The present litigation, unique in its conjoined attack on the actions of state and municipal officials with respect to segregation in both schools and housing, brings into question acts, omissions, policies, and practices of the City and the Board of Education over five decades. The case was commenced by the United States in December 1980, with the filing of a complaint alleging, inter alia, that the City and CDA had intentionally engaged in a pattern of selecting sites for subsidized housing that perpetuated and aggravated residential racial segregation, and that the City and the Board had, by their intentionally discriminatory acts and omissions, caused and perpetuated racial segregation in the schools. In June 1981, the Yonkers Branch of the National Association for the Advancement of Colored People ("NAACP") and an individual minority student, by her next friend, were allowed to intervene as plaintiffs on behalf of themselves and all others similarly situated, see 518 F.Supp. 191, 201-03 (S.D.N.Y.1981), and the action was subsequently certified as a class action.

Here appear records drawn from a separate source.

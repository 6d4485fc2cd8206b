//! The worker: one long-running loop walking a route for one identity
//!
//! A worker owns a [`Session`] behind its [`BusyGate`]. Visits, logins and
//! identity swaps all happen while holding the gate, so at most one of them
//! is ever in flight. The identity inside the session can be swapped without
//! recreating the worker.

mod actions;
mod login;
mod visit;

use std::sync::atomic::{AtomicBool, AtomicU64, Ordering};
use std::sync::{Arc, Mutex, MutexGuard};
use std::time::Duration;

use tokio::sync::Notify;
use tracing::{debug, info, warn};

use crate::busy::BusyGate;
use crate::context::ScanContext;
use crate::geo::{degree_distance, distance_miles, Coordinate, Location};
use crate::identity::{Credentials, DeviceInfo, Identity};
use crate::rpc::{ChainOptions, Envelope, RequestChain, Responses, RpcCall, SessionClient};
use crate::status::{status_line, WorkerStatus};
use crate::types::{now_ms, now_secs, Result};

/// Degrees per second to miles per hour, roughly
const DEGREES_PER_SEC_TO_MPH: f64 = 223_694.0;
/// Idle time after which a stale status code is cleared
const STALE_STATUS_SECS: f64 = 60.0;
/// Session age before a seen-rate is reported
const MIN_RATE_WINDOW_SECS: f64 = 120.0;

#[derive(Debug, Clone, Copy, PartialEq, Eq)]
pub enum SessionPhase {
    Unauthenticated,
    Authenticating,
    /// First-time app simulation in progress
    SimulatingClient,
    Authenticated,
}

/// The identity a worker currently holds and its live session
pub struct Session {
    pub identity: Identity,
    client: Arc<dyn SessionClient>,
    pub proxy: Option<String>,
    pub phase: SessionPhase,
    pub ever_authenticated: bool,
    pub empty_visits: u32,
    /// Sightings counted for this identity since it was taken
    pub account_seen: u64,
    pub account_start_ms: Option<u64>,
    pub item_capacity: u32,
}

impl Session {
    pub fn is_authenticated(&self) -> bool {
        self.phase == SessionPhase::Authenticated
    }

    pub fn client(&self) -> Arc<dyn SessionClient> {
        Arc::clone(&self.client)
    }
}

/// Lock-free-to-read copy of the session fields the scheduler asks about
#[derive(Debug, Clone, Default)]
struct Tracker {
    username: String,
    location: Location,
    last_request_ms: u64,
    last_map_fetch_ms: u64,
    account_start_ms: Option<u64>,
    account_seen: u64,
    speed: f64,
}

pub struct Worker {
    pub id: usize,
    ctx: Arc<ScanContext>,
    session: BusyGate<Session>,
    status: Mutex<WorkerStatus>,
    tracker: Mutex<Tracker>,
    killed: AtomicBool,
    kill_signal: Notify,
    total_seen: AtomicU64,
    visits: AtomicU64,
}

fn lock<T>(mutex: &Mutex<T>) -> MutexGuard<'_, T> {
    mutex.lock().unwrap_or_else(|e| e.into_inner())
}

impl Worker {
    pub fn new(id: usize, ctx: Arc<ScanContext>, identity: Identity) -> Self {
        let proxy = ctx.egress.assign(id);
        let session = open_session(&ctx, identity, proxy);
        let worker = Self {
            id,
            ctx,
            session: BusyGate::new(session),
            status: Mutex::new(WorkerStatus::Init),
            tracker: Mutex::new(Tracker::default()),
            killed: AtomicBool::new(false),
            kill_signal: Notify::new(),
            total_seen: AtomicU64::new(0),
            visits: AtomicU64::new(0),
        };
        if let Some(session) = worker.session.try_takeover() {
            worker.track(&session);
        }
        worker
    }

    /// Build a worker around the next identity in the pool
    pub async fn from_pool(id: usize, ctx: Arc<ScanContext>) -> Self {
        let identity = ctx.accounts.take().await;
        Self::new(id, ctx, identity)
    }

    pub fn status(&self) -> WorkerStatus {
        *lock(&self.status)
    }

    /// Update the status code; a killed worker keeps `KILLED`
    pub(crate) fn set_status(&self, status: WorkerStatus) {
        if self.is_killed() {
            return;
        }
        *lock(&self.status) = status;
    }

    pub fn status_line(&self) -> String {
        status_line(self.id, self.status(), self.total_seen())
    }

    pub fn total_seen(&self) -> u64 {
        self.total_seen.load(Ordering::Relaxed)
    }

    pub fn visits(&self) -> u64 {
        self.visits.load(Ordering::Relaxed)
    }

    pub fn is_killed(&self) -> bool {
        self.killed.load(Ordering::Acquire)
    }

    pub fn is_busy(&self) -> bool {
        self.session.is_busy()
    }

    /// Username of the identity currently held
    pub fn username(&self) -> String {
        lock(&self.tracker).username.clone()
    }

    pub fn location(&self) -> Location {
        lock(&self.tracker).location
    }

    /// Mark the worker killed. The loop exits after its current attempt;
    /// the identity is written back here if the gate is free, otherwise
    /// when the loop exits.
    pub fn kill(&self) {
        *lock(&self.status) = WorkerStatus::Killed;
        self.killed.store(true, Ordering::Release);
        self.kill_signal.notify_waiters();
        if let Some(mut session) = self.session.try_takeover() {
            if session.ever_authenticated {
                self.persist(&mut session);
            }
        }
        info!(worker = self.id, "Worker killed");
    }

    async fn killed_wait(&self) {
        loop {
            let notified = self.kill_signal.notified();
            tokio::pin!(notified);
            notified.as_mut().enable();
            if self.is_killed() {
                return;
            }
            notified.await;
        }
    }

    /// Copy the scheduler-visible fields out of the session
    fn track(&self, session: &Session) {
        let mut tracker = lock(&self.tracker);
        tracker.username.clone_from(&session.identity.username);
        tracker.location = session.identity.location;
        tracker.last_request_ms = session.identity.last_request_ms;
        tracker.last_map_fetch_ms = session.identity.last_map_fetch_ms;
        tracker.account_start_ms = session.account_start_ms;
        tracker.account_seen = session.account_seen;
    }

    /// Write the identity back to the pool registry with current credentials.
    ///
    /// The refresh token is always kept; the access token only while valid.
    pub(crate) fn persist(&self, session: &mut Session) {
        if let Some(credentials) = session.client.credentials() {
            session.identity.credentials = Some(if credentials.is_valid_at(now_secs()) {
                credentials
            } else {
                Credentials {
                    access_token: String::new(),
                    expiry: 0,
                    refresh_token: credentials.refresh_token,
                }
            });
        }
        self.ctx.accounts.record(&session.identity);
        self.track(session);
    }

    async fn next_identity(&self) -> Option<Identity> {
        tokio::select! {
            identity = self.ctx.accounts.take() => Some(identity),
            _ = self.killed_wait() => None,
        }
    }

    /// Replace the session's identity with the next one from the pool.
    /// Returns the outgoing identity, or `None` if killed while waiting.
    async fn replace_identity(&self, session: &mut Session) -> Option<Identity> {
        let next = self.next_identity().await?;
        let proxy = session.proxy.clone();
        let fresh = open_session(&self.ctx, next, proxy);
        let old = std::mem::replace(session, fresh);
        info!(
            worker = self.id,
            from = %old.identity.username,
            to = %session.identity.username,
            "Identity replaced"
        );
        self.set_status(WorkerStatus::Healthy);
        self.track(session);
        Some(old.identity)
    }

    /// Return the identity to the pool and continue with another one
    pub(crate) async fn swap_account(&self, session: &mut Session, reason: &str) -> bool {
        self.set_status(WorkerStatus::Swapping);
        warn!(worker = self.id, username = %session.identity.username, reason, "Swapping out identity");
        self.persist(session);
        match self.replace_identity(session).await {
            Some(old) => {
                self.ctx.accounts.put(old);
                true
            }
            None => false,
        }
    }

    /// Mark the identity banned; it is not returned to the pool
    pub(crate) async fn remove_account(&self, session: &mut Session) -> bool {
        self.set_status(WorkerStatus::Removing);
        warn!(worker = self.id, username = %session.identity.username, "Removing identity due to ban");
        session.identity.banned = true;
        self.persist(session);
        self.replace_identity(session).await.is_some()
    }

    /// Set a challenged identity aside for resolution
    pub(crate) async fn bench_account(&self, session: &mut Session) -> bool {
        self.set_status(WorkerStatus::Benching);
        warn!(worker = self.id, username = %session.identity.username, "Benching identity due to challenge");
        session.identity.captcha = true;
        self.persist(session);
        match self.replace_identity(session).await {
            Some(old) => {
                self.ctx.accounts.put_benched(old);
                true
            }
            None => false,
        }
    }

    /// Swap identity right away, skipping the queue of visit work.
    ///
    /// Fails without side effects when the worker is busy or anyone is
    /// waiting for it.
    pub async fn swap_now(&self, reason: &str) -> bool {
        let Some(mut session) = self.session.try_takeover() else {
            debug!(worker = self.id, "Swap skipped, worker busy");
            return false;
        };
        self.swap_account(&mut session, reason).await
    }

    /// Send a primary call with the bookkeeping chain
    pub(crate) async fn chain(
        &self,
        session: &mut Session,
        call: RpcCall,
        options: ChainOptions,
    ) -> Result<Responses> {
        let chain = RequestChain::new(
            session.client(),
            &self.ctx.network,
            &self.ctx.settings_hash,
        );
        chain.call(&mut session.identity, call, options).await
    }

    /// Send an envelope without bookkeeping
    pub(crate) async fn send_raw(
        &self,
        session: &mut Session,
        envelope: Envelope,
    ) -> Result<serde_json::Value> {
        let chain = RequestChain::new(
            session.client(),
            &self.ctx.network,
            &self.ctx.settings_hash,
        );
        let response = chain.send(envelope).await?;
        session.identity.last_request_ms = now_ms();
        Ok(response)
    }

    /// Cheap speed estimate (mph) for travelling to `point` now.
    ///
    /// `None` while busy, killed, or before the scan delay since the last
    /// map fetch has passed.
    pub fn fast_speed(&self, point: Coordinate) -> Option<f64> {
        if self.is_busy() || self.is_killed() {
            return None;
        }
        let tracker = lock(&self.tracker).clone();
        let now = now_ms();
        let since_fetch = now.saturating_sub(tracker.last_map_fetch_ms) as f64 / 1000.0;
        if since_fetch < self.ctx.settings.scan_delay_secs {
            return None;
        }
        let elapsed = now.saturating_sub(tracker.last_request_ms) as f64 / 1000.0;
        if elapsed > STALE_STATUS_SECS {
            self.set_status(WorkerStatus::Healthy);
        }
        if elapsed <= 0.0 {
            return None;
        }
        let distance = degree_distance(tracker.location.coordinate(), point);
        Some(distance / elapsed * DEGREES_PER_SEC_TO_MPH)
    }

    /// Great-circle speed estimate (mph) for travelling to `point` now
    pub fn accurate_speed(&self, point: Coordinate) -> Option<f64> {
        let tracker = lock(&self.tracker).clone();
        let elapsed = now_ms().saturating_sub(tracker.last_request_ms) as f64 / 1000.0;
        if elapsed <= 0.0 {
            return None;
        }
        let miles = distance_miles(tracker.location.coordinate(), point);
        Some(miles / elapsed * 3600.0)
    }

    /// Sightings per second for the current identity, once it has been
    /// active long enough to mean something
    pub fn seen_per_second(&self, now_ms: u64) -> Option<f64> {
        let tracker = lock(&self.tracker).clone();
        let start = tracker.account_start_ms?;
        let active = now_ms.saturating_sub(start) as f64 / 1000.0;
        if active < MIN_RATE_WINDOW_SECS {
            return None;
        }
        Some(tracker.account_seen as f64 / active)
    }

    /// Walk `route` until killed, honoring the scan delay between map
    /// fetches of the same identity.
    pub async fn run(&self, route: Vec<Coordinate>, bootstrap: bool) {
        if route.is_empty() {
            warn!(worker = self.id, "Empty route, nothing to do");
            return;
        }
        info!(worker = self.id, points = route.len(), "Worker started");

        'walk: while !self.is_killed() {
            for point in &route {
                if self.is_killed() {
                    break 'walk;
                }
                self.wait_for_scan_delay().await;
                if let Some(speed) = self.accurate_speed(*point) {
                    lock(&self.tracker).speed = speed;
                }
                if !self.visit(*point, bootstrap).await {
                    debug!(worker = self.id, lat = point.lat, lon = point.lon, "Point not visited");
                }
            }
        }

        let mut session = self.session.acquire().await;
        if session.ever_authenticated {
            self.persist(&mut session);
        }
        info!(worker = self.id, seen = self.total_seen(), visits = self.visits(), "Worker stopped");
    }

    async fn wait_for_scan_delay(&self) {
        let last = lock(&self.tracker).last_map_fetch_ms;
        let since = now_ms().saturating_sub(last) as f64 / 1000.0;
        let remaining = self.ctx.settings.scan_delay_secs - since;
        if remaining <= 0.0 {
            return;
        }
        if let Ok(delay) = Duration::try_from_secs_f64(remaining) {
            tokio::select! {
                _ = tokio::time::sleep(delay) => {}
                _ = self.killed_wait() => {}
            }
        }
    }
}

/// Open a client for `identity`, resuming stored credentials when possible
fn open_session(ctx: &ScanContext, identity: Identity, proxy: Option<String>) -> Session {
    let device = DeviceInfo::for_identity(&identity);
    let client = ctx.sessions.open(&device, proxy.as_deref());
    client.set_position(identity.location);

    let resumed = identity
        .resumable_credentials(now_secs())
        .map(|c| client.restore(c))
        .unwrap_or(false);
    if resumed {
        debug!(username = %identity.username, "Resumed stored credentials");
    }

    Session {
        identity,
        client,
        proxy,
        phase: if resumed {
            SessionPhase::Authenticated
        } else {
            SessionPhase::Unauthenticated
        },
        ever_authenticated: resumed,
        empty_visits: 0,
        account_seen: 0,
        account_start_ms: None,
        item_capacity: ctx.settings.item_capacity,
    }
}

/// Reopen the session's client on a different proxy, keeping credentials
fn reopen_session(ctx: &ScanContext, session: &mut Session, proxy: Option<String>) {
    let credentials = session.client.credentials();
    let device = DeviceInfo::for_identity(&session.identity);
    let client = ctx.sessions.open(&device, proxy.as_deref());
    client.set_position(session.identity.location);

    let restored = credentials.map(|c| client.restore(&c)).unwrap_or(false);
    if !restored {
        session.phase = SessionPhase::Unauthenticated;
    }
    session.client = client;
    session.proxy = proxy;
}
//! Request chaining
//!
//! Every primary call goes out with the same bookkeeping calls appended
//! (challenge check, hatched eggs, inventory delta, badges, settings hash
//! and optionally buddy status). The responses to those calls are folded
//! back into the identity before the caller sees anything, so inventory and
//! challenge handling behave the same for a login step, a map fetch or a
//! waypoint spin.

use std::sync::{Arc, RwLock};

use serde::de::DeserializeOwned;
use serde_json::{Map, Value};
use tracing::{debug, warn};

use super::payload::{decode, InventoryResponse};
use super::{Envelope, NetworkExecutor, RpcCall, SessionClient};
use crate::identity::Identity;
use crate::types::{now_ms, Result, ScanError};

/// Outer status code marking the account as banned
const STATUS_ACCOUNT_BANNED: i64 = 3;

/// Settings hash the service hands out before any download
pub const INITIAL_SETTINGS_HASH: &str = "d3da400db60abf79ea05abc38e2396f0bbd453f9";

/// Which optional parts of the bookkeeping to include
#[derive(Debug, Clone, Copy, PartialEq, Eq)]
pub struct ChainOptions {
    /// Ask for an inventory delta from the stored cursor instead of a full fetch
    pub stamp: bool,
    pub buddy: bool,
    /// Send the cached settings hash with the settings check
    pub settings_hash: bool,
}

impl Default for ChainOptions {
    fn default() -> Self {
        Self {
            stamp: true,
            buddy: true,
            settings_hash: true,
        }
    }
}

impl ChainOptions {
    pub fn without_buddy() -> Self {
        Self {
            buddy: false,
            ..Self::default()
        }
    }
}

/// The settings hash shared by every session in the process
#[derive(Debug)]
pub struct SettingsHash(RwLock<String>);

impl Default for SettingsHash {
    fn default() -> Self {
        Self(RwLock::new(INITIAL_SETTINGS_HASH.to_string()))
    }
}

impl SettingsHash {
    pub fn get(&self) -> String {
        self.0.read().unwrap_or_else(|e| e.into_inner()).clone()
    }

    pub fn set(&self, hash: &str) {
        *self.0.write().unwrap_or_else(|e| e.into_inner()) = hash.to_string();
    }
}

/// Per-call payloads keyed by call name
#[derive(Debug, Clone, Default)]
pub struct Responses(Map<String, Value>);

static NULL: Value = Value::Null;

impl Responses {
    /// Payload for a call, `Null` when the response did not include it
    pub fn get(&self, name: &str) -> &Value {
        self.0.get(name).unwrap_or(&NULL)
    }

    pub fn contains(&self, name: &str) -> bool {
        self.0.contains_key(name)
    }

    /// Decode a payload that must be present
    pub fn decode<T: DeserializeOwned>(&self, name: &str) -> Result<T> {
        match self.0.get(name) {
            Some(value) => decode(name, value),
            None => Err(ScanError::MalformedResponse(format!("missing {}", name))),
        }
    }

    /// Decode a payload, falling back to the default when absent
    pub fn decode_or_default<T: DeserializeOwned + Default>(&self, name: &str) -> Result<T> {
        match self.0.get(name) {
            Some(Value::Null) | None => Ok(T::default()),
            Some(value) => decode(name, value),
        }
    }

    pub fn settings_hash(&self) -> Option<&str> {
        self.get("DOWNLOAD_SETTINGS")
            .get("hash")
            .and_then(Value::as_str)
            .filter(|h| !h.is_empty())
    }

    pub fn challenge_url(&self) -> Option<&str> {
        self.get("CHECK_CHALLENGE")
            .get("challenge_url")
            .and_then(Value::as_str)
            .map(str::trim)
            .filter(|url| !url.is_empty())
    }
}

/// Build the envelope for a primary call plus bookkeeping
pub fn compose(
    primary: Option<RpcCall>,
    identity: &Identity,
    settings_hash: &str,
    options: ChainOptions,
) -> Envelope {
    let mut envelope = Envelope::default();
    if let Some(call) = primary {
        envelope.push(call);
    }
    envelope.push(RpcCall::CheckChallenge);
    envelope.push(RpcCall::GetHatchedEggs);
    envelope.push(RpcCall::GetInventory {
        last_timestamp_ms: identity.inventory_timestamp.filter(|_| options.stamp),
    });
    envelope.push(RpcCall::CheckAwardedBadges);
    envelope.push(RpcCall::DownloadSettings {
        hash: options.settings_hash.then(|| settings_hash.to_string()),
    });
    if options.buddy {
        envelope.push(RpcCall::GetBuddyWalked);
    }
    envelope
}

/// Fold the bookkeeping payloads of a response into the identity.
///
/// Order matters: a banned account is reported even when the rest of the
/// response is missing, and inventory is applied before a challenge is
/// raised so the snapshot stays current for the benched account.
pub fn apply_bookkeeping(identity: &mut Identity, response: &Value) -> Result<Responses> {
    if response.get("status_code").and_then(Value::as_i64) == Some(STATUS_ACCOUNT_BANNED) {
        return Err(ScanError::AccountBanned);
    }

    let responses = match response.get("responses") {
        Some(Value::Object(map)) => Responses(map.clone()),
        Some(_) => {
            return Err(ScanError::MalformedResponse(
                "responses is not an object".into(),
            ))
        }
        None => return Err(ScanError::MalformedResponse("missing responses".into())),
    };

    let inventory: InventoryResponse = responses.decode_or_default("GET_INVENTORY")?;
    let delta = inventory.inventory_delta;
    for entry in &delta.inventory_items {
        if let Some(item) = &entry.inventory_item_data.item {
            identity.items.insert(item.item_id, item.count);
        }
    }
    if let Some(stamp) = delta.new_timestamp_ms.filter(|s| *s > 0) {
        identity.inventory_timestamp = Some(stamp);
    }

    if let Some(url) = responses.challenge_url() {
        return Err(ScanError::ChallengeRequired(url.to_string()));
    }

    Ok(responses)
}

/// Sends chained requests for one session
pub struct RequestChain<'a> {
    client: Arc<dyn SessionClient>,
    network: &'a NetworkExecutor,
    settings_hash: &'a SettingsHash,
}

impl<'a> RequestChain<'a> {
    pub fn new(
        client: Arc<dyn SessionClient>,
        network: &'a NetworkExecutor,
        settings_hash: &'a SettingsHash,
    ) -> Self {
        Self {
            client,
            network,
            settings_hash,
        }
    }

    /// Send `primary` with the bookkeeping calls and apply their results
    pub async fn call(
        &self,
        identity: &mut Identity,
        primary: RpcCall,
        options: ChainOptions,
    ) -> Result<Responses> {
        let method = primary.name();
        let envelope = compose(Some(primary), identity, &self.settings_hash.get(), options);
        let response = self.send(envelope).await?;
        identity.last_request_ms = now_ms();

        let responses = apply_bookkeeping(identity, &response).map_err(|e| {
            if let ScanError::ChallengeRequired(url) = &e {
                warn!(username = %identity.username, challenge_url = %url, "Challenge received");
            }
            e
        })?;
        if let Some(hash) = responses.settings_hash() {
            self.settings_hash.set(hash);
        }
        debug!(username = %identity.username, method, "Chained call complete");
        Ok(responses)
    }

    /// Send an envelope as is, without bookkeeping
    pub async fn send(&self, envelope: Envelope) -> Result<Value> {
        let client = Arc::clone(&self.client);
        self.network.run(move || client.send(&envelope)).await
    }
}

#[cfg(test)]
mod tests {
    use super::*;
    use serde_json::json;

    fn identity() -> Identity {
        Identity::new("walker1", "pw")
    }

    #[test]
    fn test_compose_full_inventory_without_cursor() {
        let id = identity();
        let envelope = compose(
            Some(RpcCall::GetPlayerProfile),
            &id,
            "abc",
            ChainOptions::default(),
        );
        assert_eq!(
            envelope.names(),
            vec![
                "GET_PLAYER_PROFILE",
                "CHECK_CHALLENGE",
                "GET_HATCHED_EGGS",
                "GET_INVENTORY",
                "CHECK_AWARDED_BADGES",
                "DOWNLOAD_SETTINGS",
                "GET_BUDDY_WALKED",
            ]
        );
        assert!(envelope.calls.contains(&RpcCall::GetInventory {
            last_timestamp_ms: None
        }));
    }

    #[test]
    fn test_compose_respects_options() {
        let mut id = identity();
        id.inventory_timestamp = Some(1234);

        let stamped = compose(None, &id, "abc", ChainOptions::default());
        assert!(stamped.calls.contains(&RpcCall::GetInventory {
            last_timestamp_ms: Some(1234)
        }));
        assert!(stamped.calls.contains(&RpcCall::DownloadSettings {
            hash: Some("abc".into())
        }));

        let bare = compose(
            None,
            &id,
            "abc",
            ChainOptions {
                stamp: false,
                buddy: false,
                settings_hash: false,
            },
        );
        assert!(bare.calls.contains(&RpcCall::GetInventory {
            last_timestamp_ms: None
        }));
        assert!(bare.calls.contains(&RpcCall::DownloadSettings { hash: None }));
        assert!(!bare.contains("GET_BUDDY_WALKED"));
    }

    #[test]
    fn test_bookkeeping_updates_inventory_and_cursor() {
        let mut id = identity();
        id.items.insert(2, 7);
        let response = json!({
            "status_code": 1,
            "responses": {
                "GET_INVENTORY": {"inventory_delta": {
                    "new_timestamp_ms": 5000,
                    "inventory_items": [{"inventory_item_data": {"item": {"item_id": 1, "count": 10}}}]
                }},
                "DOWNLOAD_SETTINGS": {"hash": "newhash"},
                "CHECK_CHALLENGE": {"challenge_url": " "}
            }
        });

        let responses = apply_bookkeeping(&mut id, &response).unwrap();
        assert_eq!(id.item_count(), 17);
        assert_eq!(id.inventory_timestamp, Some(5000));
        assert_eq!(responses.settings_hash(), Some("newhash"));
    }

    #[test]
    fn test_bookkeeping_keeps_cursor_when_absent() {
        let mut id = identity();
        id.inventory_timestamp = Some(42);
        let response = json!({"status_code": 1, "responses": {}});
        apply_bookkeeping(&mut id, &response).unwrap();
        assert_eq!(id.inventory_timestamp, Some(42));
    }

    #[test]
    fn test_bookkeeping_failures() {
        let mut id = identity();

        let banned = json!({"status_code": 3});
        assert_eq!(
            apply_bookkeeping(&mut id, &banned).unwrap_err(),
            ScanError::AccountBanned
        );

        let missing = json!({"status_code": 1});
        assert!(matches!(
            apply_bookkeeping(&mut id, &missing).unwrap_err(),
            ScanError::MalformedResponse(_)
        ));

        let challenged = json!({
            "status_code": 1,
            "responses": {"CHECK_CHALLENGE": {"challenge_url": "https://challenge.example/1"}}
        });
        assert_eq!(
            apply_bookkeeping(&mut id, &challenged).unwrap_err(),
            ScanError::ChallengeRequired("https://challenge.example/1".into())
        );
    }

    #[test]
    fn test_settings_hash_shared() {
        let hash = SettingsHash::default();
        assert_eq!(hash.get(), INITIAL_SETTINGS_HASH);
        hash.set("fresh");
        assert_eq!(hash.get(), "fresh");
    }
}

Trial on the liability issues was held over a period of some 14 months in 1983 and 1984. During the 90 trial days, evidence was heard from 84 witnesses; depositions of 38 additional witnesses were introduced; and thousands of documents were received in evidence. In November 1985, in an exhaustive and well documented opinion reported at 624 F.Supp. 1276-1553, Judge Sand found the City and CDA liable for housing segregation and found the City and the Board liable for school segregation. Following hearings as to the appropriate remedies for these violations, the court ordered system-wide, comprehensive remedies. See Parts A.I.C. and A.II.G. below.
In view of the challenges made in these appeals to the sufficiency of the evidence to support the district court's findings of intentional discrimination and the contentions that the remedies ordered are overly broad, we summarize at some length the evidence supporting both the findings and the imposition of system-wide remedies.
I. HOUSING SEGREGATION
The City of Yonkers, New York, is a section of Westchester County roughly 4 to 6 miles long by 3 to 3- 1/2 miles wide, just north of New York City's Bronx County. For purposes of this suit Yonkers is regarded as consisting of three basic geographic areas, referred to as East Yonkers, Northwest Yonkers, and Southwest Yonkers. Southwest Yonkers, which comprises less than one-quarter of the City's land mass, is the City's most densely populated and urban area. Characterized as containing the "downtown" or "inner city" area, it is the only section having any significant amount of industrialization.
At trial, there was little dispute...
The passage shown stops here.